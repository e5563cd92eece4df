// ========================================================================================
//
//                                PORTAL HTTP SESSION
//
// ========================================================================================

use crate::portal::entity::{
    CreateFileEntity, EntityMetadata, FileHandle, ProvenanceRecord, ResultAnnotations,
    SubmissionReceipt, SubmissionRequest,
};
use reqwest::blocking::Client;
use reqwest::header::CONTENT_TYPE;
use reqwest::{StatusCode, Url};
use serde::de::DeserializeOwned;
use serde::Serialize;
use std::env;
use std::fs;
use std::path::{Path, PathBuf};
use thiserror::Error;

const HTTP_USER_AGENT: &str = "prognos-http-client/1.0";

/// Environment variable holding the portal access token.
pub const TOKEN_ENV_VAR: &str = "PROGNOS_PORTAL_TOKEN";

/// A specialized error type for the portal session.
#[derive(Debug, Error)]
pub enum PortalError {
    #[error("portal access token not found; set the {TOKEN_ENV_VAR} environment variable")]
    MissingToken,
    #[error("invalid portal URL: {0}")]
    InvalidUrl(String),
    #[error("HTTP transport failed: {0}")]
    Http(#[from] reqwest::Error),
    #[error("portal returned {status} for {url}")]
    Status { status: StatusCode, url: String },
    #[error("IO error: {0}")]
    Io(#[from] std::io::Error),
}

/// An authenticated session with the remote data portal.
///
/// Constructed once and passed explicitly to every call that needs remote
/// access. All methods are synchronous; the pipeline is a sequential batch
/// and transfers are small single files.
#[derive(Debug)]
pub struct PortalClient {
    http: Client,
    base_url: Url,
    token: String,
}

impl PortalClient {
    /// Authenticate against the portal, validating the token with a profile
    /// lookup before any transfer starts.
    pub fn login(base_url: &str) -> Result<Self, PortalError> {
        let token = env::var(TOKEN_ENV_VAR).map_err(|_| PortalError::MissingToken)?;
        let base_url =
            Url::parse(base_url).map_err(|err| PortalError::InvalidUrl(err.to_string()))?;
        let http = Client::builder().user_agent(HTTP_USER_AGENT).build()?;

        let client = Self {
            http,
            base_url,
            token,
        };
        let url = client.endpoint("userProfile")?;
        let response = client.http.get(url.clone()).bearer_auth(&client.token).send()?;
        ensure_success(&url, response.status())?;

        log::info!("Authenticated against portal at {}.", client.base_url);
        Ok(client)
    }

    /// Fetch the file behind an accession id into the cache directory,
    /// skipping the transfer when a cached copy already exists.
    pub fn get_file(&self, accession: &str, cache_dir: &Path) -> Result<PathBuf, PortalError> {
        fs::create_dir_all(cache_dir)?;

        let metadata: EntityMetadata =
            self.get_json(self.endpoint(&format!("entity/{accession}"))?)?;
        let target = cache_dir.join(&metadata.name);
        if target.exists() {
            eprintln!("> Found cached copy of {accession} ('{}'). Skipping download.", metadata.name);
            return Ok(target);
        }

        eprintln!("> Downloading {accession} ('{}')...", metadata.name);
        let url = self.endpoint(&format!("entity/{accession}/file"))?;
        let response = self.http.get(url.clone()).bearer_auth(&self.token).send()?;
        ensure_success(&url, response.status())?;
        let bytes = response.bytes()?;
        fs::write(&target, &bytes)?;

        log::debug!("Cached {} bytes for {} at '{}'.", bytes.len(), accession, target.display());
        Ok(target)
    }

    /// Upload a local file as a new entity under `parent_id`, optionally
    /// attaching annotations and a provenance record. Returns the stored
    /// entity's metadata.
    pub fn store_file(
        &self,
        path: &Path,
        name: &str,
        parent_id: &str,
        annotations: Option<&ResultAnnotations>,
        provenance: Option<&ProvenanceRecord>,
    ) -> Result<EntityMetadata, PortalError> {
        let bytes = fs::read(path)?;
        let url = self.endpoint("fileHandle")?;
        let response = self
            .http
            .post(url.clone())
            .bearer_auth(&self.token)
            .header(CONTENT_TYPE, "application/octet-stream")
            .body(bytes)
            .send()?;
        ensure_success(&url, response.status())?;
        let handle: FileHandle = response.json()?;

        let entity: EntityMetadata = self.post_json(
            self.endpoint("entity")?,
            &CreateFileEntity {
                name: name.to_string(),
                parent_id: parent_id.to_string(),
                file_handle_id: handle.id,
            },
        )?;

        if let Some(annotations) = annotations {
            self.put_json(
                self.endpoint(&format!("entity/{}/annotations", entity.id))?,
                annotations,
            )?;
        }
        if let Some(provenance) = provenance {
            self.put_json(
                self.endpoint(&format!("entity/{}/provenance", entity.id))?,
                provenance,
            )?;
        }

        eprintln!("> Stored '{name}' as {}.", entity.id);
        Ok(entity)
    }

    /// Submit a stored entity to an evaluation queue for scoring.
    pub fn submit(
        &self,
        evaluation_id: u64,
        entity_id: &str,
    ) -> Result<SubmissionReceipt, PortalError> {
        let receipt: SubmissionReceipt = self.post_json(
            self.endpoint("evaluation/submission")?,
            &SubmissionRequest {
                evaluation_id,
                entity_id: entity_id.to_string(),
            },
        )?;
        eprintln!("> Submitted {entity_id} to evaluation queue {evaluation_id}.");
        Ok(receipt)
    }

    fn endpoint(&self, path: &str) -> Result<Url, PortalError> {
        self.base_url
            .join(path)
            .map_err(|err| PortalError::InvalidUrl(err.to_string()))
    }

    fn get_json<T: DeserializeOwned>(&self, url: Url) -> Result<T, PortalError> {
        let response = self.http.get(url.clone()).bearer_auth(&self.token).send()?;
        ensure_success(&url, response.status())?;
        Ok(response.json()?)
    }

    fn post_json<B: Serialize, T: DeserializeOwned>(
        &self,
        url: Url,
        body: &B,
    ) -> Result<T, PortalError> {
        let response = self
            .http
            .post(url.clone())
            .bearer_auth(&self.token)
            .json(body)
            .send()?;
        ensure_success(&url, response.status())?;
        Ok(response.json()?)
    }

    fn put_json<B: Serialize>(&self, url: Url, body: &B) -> Result<(), PortalError> {
        let response = self
            .http
            .put(url.clone())
            .bearer_auth(&self.token)
            .json(body)
            .send()?;
        ensure_success(&url, response.status())
    }
}

fn ensure_success(url: &Url, status: StatusCode) -> Result<(), PortalError> {
    if status.is_success() {
        Ok(())
    } else {
        Err(PortalError::Status {
            status,
            url: url.to_string(),
        })
    }
}
//! Design matrix construction.
//!
//! Expands the covariate table's `age + grade + stage` covariates into a
//! numeric matrix, built once and shared read-only across all bootstrap
//! iterations. Categorical covariates become indicator columns: the first
//! categorical factor is coded full-rank (one column per level) and the
//! second drops its first-seen level, the standard coding for a formula
//! with the intercept removed. The missing sentinel is an ordinary level
//! named `missing`, so no patient row is ever silently dropped.

use crate::data::{Category, CovariateTable};
use ndarray::{Array1, Array2, Axis};
use std::collections::HashMap;
use thiserror::Error;

/// Errors surfaced while building or indexing the design matrix.
#[derive(Debug, Error)]
pub enum DesignError {
    #[error("The covariate table is empty; cannot build a design matrix.")]
    EmptyTable,
    #[error("Row identifier '{0}' is not present in the covariate table.")]
    MissingRow(String),
}

/// The full-cohort design matrix, keyed by patient identifier.
#[derive(Debug)]
pub struct DesignMatrix {
    pub patient_ids: Vec<String>,
    pub column_names: Vec<String>,
    /// Shape: [n_patients, n_design_columns]. Excludes duration and event.
    pub values: Array2<f64>,
    pub durations: Array1<f64>,
    pub events: Array1<u8>,
    row_index: HashMap<String, usize>,
}

/// An owned row subset of the design matrix, in the requested id order.
#[derive(Debug)]
pub struct DesignSubset {
    pub patient_ids: Vec<String>,
    pub covariates: Array2<f64>,
    pub durations: Array1<f64>,
    pub events: Array1<u8>,
}

impl DesignMatrix {
    /// Expand the covariate table into indicator-coded numeric columns.
    pub fn from_table(table: &CovariateTable) -> Result<Self, DesignError> {
        if table.is_empty() {
            return Err(DesignError::EmptyTable);
        }

        let n = table.len();
        let grade_levels = collect_levels(&table.grade);
        let stage_levels = collect_levels(&table.stage);

        let mut column_names = Vec::new();
        let mut columns: Vec<Array1<f64>> = Vec::new();

        column_names.push("age".to_string());
        columns.push(table.age.clone());

        // First categorical factor: full-rank indicator coding.
        for level in &grade_levels {
            column_names.push(format!("grade[{level}]"));
            columns.push(indicator_column(&table.grade, level));
        }

        // Subsequent factors drop their first-seen level.
        for level in stage_levels.iter().skip(1) {
            column_names.push(format!("stage[T.{level}]"));
            columns.push(indicator_column(&table.stage, level));
        }

        let mut values = Array2::<f64>::zeros((n, columns.len()));
        for (j, column) in columns.into_iter().enumerate() {
            values.column_mut(j).assign(&column);
        }

        let mut row_index = HashMap::with_capacity(n);
        for (idx, id) in table.patient_ids.iter().enumerate() {
            row_index.insert(id.clone(), idx);
        }

        log::debug!(
            "Design matrix built: {} patients x {} columns ({:?}).",
            n,
            column_names.len(),
            column_names
        );

        Ok(DesignMatrix {
            patient_ids: table.patient_ids.clone(),
            column_names,
            values,
            durations: table.durations.clone(),
            events: table.events.clone(),
            row_index,
        })
    }

    pub fn len(&self) -> usize {
        self.patient_ids.len()
    }

    /// Select rows by identifier, preserving the requested order.
    ///
    /// Fails on the first identifier absent from the table; an unknown id is
    /// fatal to the whole batch rather than silently padded.
    pub fn select(&self, ids: &[String]) -> Result<DesignSubset, DesignError> {
        let mut rows = Vec::with_capacity(ids.len());
        for id in ids {
            let &row = self
                .row_index
                .get(id)
                .ok_or_else(|| DesignError::MissingRow(id.clone()))?;
            rows.push(row);
        }

        Ok(DesignSubset {
            patient_ids: ids.to_vec(),
            covariates: self.values.select(Axis(0), &rows),
            durations: self.durations.select(Axis(0), &rows),
            events: self.events.select(Axis(0), &rows),
        })
    }
}

impl DesignSubset {
    pub fn len(&self) -> usize {
        self.patient_ids.len()
    }
}

/// Distinct levels of a categorical covariate in first-seen order.
fn collect_levels(values: &[Category]) -> Vec<String> {
    let mut levels = Vec::new();
    for value in values {
        let level = value.level();
        if !levels.iter().any(|existing| existing == level) {
            levels.push(level.to_string());
        }
    }
    levels
}

fn indicator_column(values: &[Category], level: &str) -> Array1<f64> {
    Array1::from_iter(
        values
            .iter()
            .map(|value| if value.level() == level { 1.0 } else { 0.0 }),
    )
}
// ========================================================================================
//
//                          THE ONE-SHOT ANALYSIS RUN: PROGNOS
//
// ========================================================================================
//
// This binary is the whole analysis, run linearly end to end: authenticate
// against the data portal, fetch the clinical and survival tables plus the
// pre-generated bootstrap index sets, fit an additive hazards model per
// split, predict median survival for each held-out patient, serialize the
// stacked predictions, and push the result back to the portal with
// annotations and provenance before submitting it for scoring.
//
// There are no command-line flags. Every accession identifier and the
// evaluation queue id are fixed constants of the analysis; changing the
// cohort means editing this file, which is itself uploaded as the code
// artifact of the run.

use prognos::data::load_covariate_table;
use prognos::evaluate::evaluate;
use prognos::model::aalen::AalenFitter;
use prognos::model::design::DesignMatrix;
use prognos::output::write_result_matrix;
use prognos::portal::{PortalClient, ProvenanceRecord, ResultAnnotations};
use prognos::splits::load_split_assignments;
use std::error::Error;
use std::path::Path;
use std::process;

// ========================================================================================
//                              ANALYSIS CONSTANTS
// ========================================================================================

/// Kidney renal clear cell carcinoma.
const CANCER_CODE: &str = "KIRC";

/// Training bootstrap index sets for the cohort.
const TRAIN_LABELS_ACCESSION: &str = "syn1714093";
/// Testing bootstrap index sets for the cohort.
const TEST_LABELS_ACCESSION: &str = "syn1714090";
/// Survival outcomes (duration and vital status) per patient.
const SURVIVAL_DATA_ACCESSION: &str = "syn1710303";
/// Clinical covariates (age, grade, stage) per patient.
const CLINICAL_DATA_ACCESSION: &str = "syn1715824";

/// Folder entity receiving the uploaded analysis source.
const CODE_FOLDER_ACCESSION: &str = "syn1720423";
/// Folder entity receiving the uploaded predictions.
const RESULTS_FOLDER_ACCESSION: &str = "syn1720419";
/// Evaluation queue that scores the submitted predictions.
const EVALUATION_QUEUE_ID: u64 = 1876290;

const PORTAL_BASE_URL: &str = "https://repo-prod.prod.sagebase.org/repo/v1/";
const CACHE_DIR: &str = ".prognos-cache";
const PREDICTIONS_FILE: &str = "predictions.csv";
const ANALYSIS_SOURCE: &str = "src/main.rs";
const METHOD_NAME: &str = "Aalen additive model";
const RESULT_ENTITY_NAME: &str = "Aalen additive clinical model";

/// Ridge penalty for the per-event-time regression solves.
const RIDGE_PENALIZER: f64 = 1.0;

fn main() {
    env_logger::init();
    if let Err(err) = run() {
        eprintln!("error: {err}");
        let mut source = err.source();
        while let Some(cause) = source {
            eprintln!("  caused by: {cause}");
            source = cause.source();
        }
        process::exit(1);
    }
}

fn run() -> Result<(), Box<dyn Error>> {
    let portal = PortalClient::login(PORTAL_BASE_URL)?;
    let cache_dir = Path::new(CACHE_DIR);

    let train_labels = portal.get_file(TRAIN_LABELS_ACCESSION, cache_dir)?;
    let test_labels = portal.get_file(TEST_LABELS_ACCESSION, cache_dir)?;
    let survival = portal.get_file(SURVIVAL_DATA_ACCESSION, cache_dir)?;
    let clinical = portal.get_file(CLINICAL_DATA_ACCESSION, cache_dir)?;

    let table = load_covariate_table(&clinical, &survival)?;
    let design = DesignMatrix::from_table(&table)?;
    let splits = load_split_assignments(&train_labels, &test_labels)?;

    let fitter = AalenFitter {
        penalizer: RIDGE_PENALIZER,
    };
    let matrix = evaluate(&design, &splits, &fitter)?;

    let predictions_path = Path::new(PREDICTIONS_FILE);
    write_result_matrix(predictions_path, &matrix)?;

    // The code artifact is stored first so the result's provenance can name it.
    let code_entity = portal.store_file(
        Path::new(ANALYSIS_SOURCE),
        "main.rs",
        CODE_FOLDER_ACCESSION,
        None,
        None,
    )?;

    let annotations = ResultAnnotations::clinical_model(CANCER_CODE, METHOD_NAME);
    let provenance = ProvenanceRecord {
        used: vec![
            TRAIN_LABELS_ACCESSION.to_string(),
            TEST_LABELS_ACCESSION.to_string(),
            SURVIVAL_DATA_ACCESSION.to_string(),
            CLINICAL_DATA_ACCESSION.to_string(),
        ],
        executed: vec![code_entity.id.clone()],
    };
    let result_entity = portal.store_file(
        predictions_path,
        RESULT_ENTITY_NAME,
        RESULTS_FOLDER_ACCESSION,
        Some(&annotations),
        Some(&provenance),
    )?;

    let receipt = portal.submit(EVALUATION_QUEUE_ID, &result_entity.id)?;
    log::info!(
        "Submission {} accepted for entity {}.",
        receipt.id,
        receipt.entity_id
    );
    Ok(())
}
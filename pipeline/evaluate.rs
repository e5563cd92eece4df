//! The split evaluation loop.
//!
//! A fold over the bootstrap splits: select the training rows, fit the
//! estimator, predict median survival for the held-out rows, clamp
//! unbounded estimates to the sentinel, and stack the per-split vectors
//! into the result matrix. Iterations are independent; nothing is shared
//! across them beyond the read-only design matrix.
//!
//! Failure is fatal by policy. The scored output must carry one column per
//! split, so an unknown row identifier or a fit failure on any split aborts
//! the whole batch with no partial results.

use crate::model::design::{DesignError, DesignMatrix, DesignSubset};
use crate::model::{FittedSurvivalModel, MedianEstimate, SurvivalEstimator};
use crate::splits::SplitAssignment;
use ndarray::Array2;
use std::collections::HashMap;
use thiserror::Error;

/// Value written for an unbounded median estimate, and for (patient, split)
/// cells where the patient was not in that split's testing set. Downstream
/// scoring cannot handle non-finite values, so the matrix never carries any.
pub const UNBOUNDED_SENTINEL: f64 = 0.0;

/// Predicted medians stacked across splits: rows are patients in first-seen
/// testing order, columns are splits in input order.
#[derive(Debug, Clone, PartialEq)]
pub struct ResultMatrix {
    pub patient_ids: Vec<String>,
    /// Shape: [n_patients, n_splits]. Every entry is finite.
    pub values: Array2<f64>,
}

/// Errors that abort the evaluation batch.
#[derive(Debug, Error)]
pub enum EvaluateError {
    #[error("split {split} references unknown patient id '{id}'")]
    MissingRow { split: usize, id: String },
    #[error("split {split} could not select its rows")]
    Selection {
        split: usize,
        #[source]
        source: DesignError,
    },
    #[error("model fit failed on split {split}")]
    Fit {
        split: usize,
        #[source]
        source: Box<dyn std::error::Error + Send + Sync>,
    },
}

/// Run every split through fit and prediction, producing the result matrix.
pub fn evaluate<E>(
    design: &DesignMatrix,
    splits: &[SplitAssignment],
    estimator: &E,
) -> Result<ResultMatrix, EvaluateError>
where
    E: SurvivalEstimator,
{
    let mut patient_ids: Vec<String> = Vec::new();
    let mut row_index: HashMap<String, usize> = HashMap::new();
    let mut columns: Vec<Vec<(usize, f64)>> = Vec::with_capacity(splits.len());

    for (split_idx, split) in splits.iter().enumerate() {
        let train = select_rows(design, &split.train, split_idx)?;
        let test = select_rows(design, &split.test, split_idx)?;

        let fitted = estimator
            .fit(
                train.covariates.view(),
                train.durations.view(),
                train.events.view(),
            )
            .map_err(|err| EvaluateError::Fit {
                split: split_idx,
                source: Box::new(err),
            })?;

        // Covariate columns only; duration and event never reach prediction.
        let medians = fitted.predict_median(test.covariates.view());

        let mut column = Vec::with_capacity(medians.len());
        let mut clamped = 0usize;
        for (id, estimate) in test.patient_ids.iter().zip(medians) {
            let row = *row_index.entry(id.clone()).or_insert_with(|| {
                patient_ids.push(id.clone());
                patient_ids.len() - 1
            });
            let value = match estimate {
                MedianEstimate::Finite(value) => value,
                MedianEstimate::Unbounded => {
                    clamped += 1;
                    UNBOUNDED_SENTINEL
                }
            };
            column.push((row, value));
        }
        columns.push(column);

        log::info!(
            "Split {}/{}: trained on {} patients, predicted {} ({} clamped).",
            split_idx + 1,
            splits.len(),
            train.len(),
            test.len(),
            clamped
        );
    }

    let mut values =
        Array2::<f64>::from_elem((patient_ids.len(), splits.len()), UNBOUNDED_SENTINEL);
    for (split_idx, column) in columns.iter().enumerate() {
        for &(row, value) in column {
            values[[row, split_idx]] = value;
        }
    }

    Ok(ResultMatrix {
        patient_ids,
        values,
    })
}

fn select_rows(
    design: &DesignMatrix,
    ids: &[String],
    split: usize,
) -> Result<DesignSubset, EvaluateError> {
    design.select(ids).map_err(|err| match err {
        DesignError::MissingRow(id) => EvaluateError::MissingRow { split, id },
        other => EvaluateError::Selection {
            split,
            source: other,
        },
    })
}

■ Directions
For the records above, state the number of lines that include the string "unknown" and add nothing.

■ The completed task
3